> [Exercise] Transcribe all of the listing below in full.

> [Input data]
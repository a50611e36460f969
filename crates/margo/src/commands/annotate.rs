use crate::backend::RecordStore;
use crate::commands::{connect, prompt_line};
use crate::config::BackendConfig;
use crate::desk::ReviewDesk;
use crate::display::progress_line;
use crate::editor::{AnnotationEditor, SaveOutcome};
use crate::error::DeskError;
use crate::model::{AnnotationFields, DatasetMatch};
use crate::session::SessionManager;
use anyhow::Result;
use std::io::IsTerminal;

/// Field values given on the command line; `None` keeps the pre-filled value
#[derive(Debug, Clone, Default)]
pub struct AnnotateArgs {
  pub id: String,
  pub matches: Option<DatasetMatch>,
  pub insights: [Option<String>; 3],
}

impl AnnotateArgs {
  pub fn has_edits(&self) -> bool {
    self.matches.is_some() || self.insights.iter().any(Option::is_some)
  }

  fn apply(&self, editor: &mut AnnotationEditor) {
    if let Some(matches) = self.matches {
      editor.set_dataset_matches(matches);
    }
    for (idx, text) in self.insights.iter().enumerate() {
      if let Some(text) = text {
        editor.set_insight(idx + 1, text.clone());
      }
    }
  }
}

pub async fn handle(config: &BackendConfig, mut args: AnnotateArgs) -> Result<()> {
  let sessions = SessionManager::new()?;
  let mut desk = ReviewDesk::new(connect(config, &sessions)?);

  let interactive = !args.has_edits() && std::io::stdin().is_terminal();
  if interactive {
    desk.refresh().await?;
    let editor = desk.select_id(&args.id)?;
    args = prompt_for_fields(&args.id, editor)?;
  }

  run(&mut desk, &args).await?;
  Ok(())
}

fn prompt_for_fields(id: &str, editor: &AnnotationEditor) -> Result<AnnotateArgs> {
  if let Some(record) = editor.record() {
    herald::announce(&record.name);
  }

  let fields = editor.fields();
  let matches = loop {
    let current = fields.dataset_matches.to_string();
    let answer = prompt_line("Uses expected dataset (yes/no/unset)", Some(&current))?;
    match answer.parse::<DatasetMatch>() {
      Ok(value) => break value,
      Err(message) => herald::warn(&message),
    }
  };

  let mut insights: [Option<String>; 3] = Default::default();
  for (idx, current) in fields.insights().iter().enumerate() {
    let label = format!("Insight {}", idx + 1);
    insights[idx] = Some(prompt_line(&label, Some(current))?);
  }

  Ok(AnnotateArgs { id: id.to_string(), matches: Some(matches), insights })
}

/// Open the record, apply the edits, save and reload the list.
///
/// A failed save is reported and returned; nothing is retried automatically.
pub async fn run<S: RecordStore>(
  desk: &mut ReviewDesk<S>,
  args: &AnnotateArgs,
) -> Result<SaveOutcome> {
  if desk.list().find(&args.id).is_none() {
    desk.refresh().await?;
  }

  let editor = desk.select_id(&args.id)?;
  if editor.is_prefilled() {
    herald::info("Editing existing insight");
  }
  args.apply(editor);
  if *editor.fields() == AnnotationFields::default() {
    herald::warn("Saving an empty insight; the dashboard will still count as completed");
  }

  match desk.save_and_close().await {
    Ok(outcome) => {
      herald::toast("Insight saved");
      herald::info(&progress_line(desk.list()));
      Ok(outcome)
    }
    Err(e @ DeskError::Save { .. }) => {
      herald::error(&e.to_string());
      herald::info("Your answers were not stored. Run the same command again to retry.");
      Err(e.into())
    }
    Err(e @ DeskError::Load { .. }) => {
      herald::toast("Insight saved");
      herald::warn("Could not refresh the dashboard list afterwards");
      Err(e.into())
    }
    Err(e) => Err(e.into()),
  }
}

> [Answer for this exercise]
repository a50611e36460f969
filename crates/margo/src/commands/annotate.rs
use crate::backend::RecordStore;
use crate::commands::{connect, prompt_line};
use crate::config::BackendConfig;
use crate::desk::ReviewDesk;
use crate::display::progress_line;
use crate::editor::{AnnotationEditor, SaveOutcome};
use crate::error::DeskError;
use crate::model::{AnnotationFields, DatasetMatch};
use crate::session::SessionManager;
use anyhow::Result;
use std::io::IsTerminal;

/// Field values given on the command line; `None` keeps the pre-filled value
#[derive(Debug, Clone, Default)]
pub struct AnnotateArgs {
  pub id: String,
  pub matches: Option<DatasetMatch>,
  pub insights: [Option<String>; 3],
}

impl AnnotateArgs {
  pub fn has_edits(&self) -> bool {
    self.matches.is_some() || self.insights.iter().any(Option::is_some)
  }

  fn apply(&self, editor: &mut AnnotationEditor) {
    if let Some(matches) = self.matches {
      editor.set_dataset_matches(matches);
    }
    for (idx, text) in self.insights.iter().enumerate() {
      if let Some(text) = text {
        editor.set_insight(idx + 1, text.clone());
      }
    }
  }
}

pub async fn handle(config: &BackendConfig, mut args: AnnotateArgs) -> Result<()> {
  let sessions = SessionManager::new()?;
  let mut desk = ReviewDesk::new(connect(config, &sessions)?);

  let interactive = !args.has_edits() && std::io::stdin().is_terminal();
  if interactive {
    desk.refresh().await?;
    let editor = desk.select_id(&args.id)?;
    args = prompt_for_fields(&args.id, editor)?;
  }

  run(&mut desk, &args).await?;
  Ok(())
}

fn prompt_for_fields(id: &str, editor: &AnnotationEditor) -> Result<AnnotateArgs> {
  if let Some(record) = editor.record() {
    herald::announce(&record.name);
  }

  let fields = editor.fields();
  let matches = loop {
    let current = fields.dataset_matches.to_string();
    let answer = prompt_line("Uses expected dataset (yes/no/unset)", Some(&current))?;
    match answer.parse::<DatasetMatch>() {
      Ok(value) => break value,
      Err(message) => herald::warn(&message),
    }
  };

  let mut insights: [Option<String>; 3] = Default::default();
  for (idx, current) in fields.insights().iter().enumerate() {
    let label = format!("Insight {}", idx + 1);
    insights[idx] = Some(prompt_line(&label, Some(current))?);
  }

  Ok(AnnotateArgs { id: id.to_string(), matches: Some(matches), insights })
}

/// Open the record, apply the edits, save and reload the list.
///
/// A failed save is reported and returned; nothing is retried automatically.
pub async fn run<S: RecordStore>(
  desk: &mut ReviewDesk<S>,
  args: &AnnotateArgs,
) -> Result<SaveOutcome> {
  if desk.list().find(&args.id).is_none() {
    desk.refresh().await?;
  }

  let editor = desk.select_id(&args.id)?;
  if editor.is_prefilled() {
    herald::info("Editing existing insight");
  }
  args.apply(editor);
  if *editor.fields() == AnnotationFields::default() {
    herald::warn("Saving an empty insight; the dashboard will still count as completed");
  }

  match desk.save_and_close().await {
    Ok(outcome) => {
      herald::toast("Insight saved");
      herald::info(&progress_line(desk.list()));
      Ok(outcome)
    }
    Err(e @ DeskError::Save { .. }) => {
      herald::error(&e.to_string());
      herald::info("Your answers were not stored. Run the same command again to retry.");
      Err(e.into())
    }
    Err(e @ DeskError::Load { .. }) => {
      herald::toast("Insight saved");
      herald::warn("Could not refresh the dashboard list afterwards");
      Err(e.into())
    }
    Err(e) => Err(e.into()),
  }
}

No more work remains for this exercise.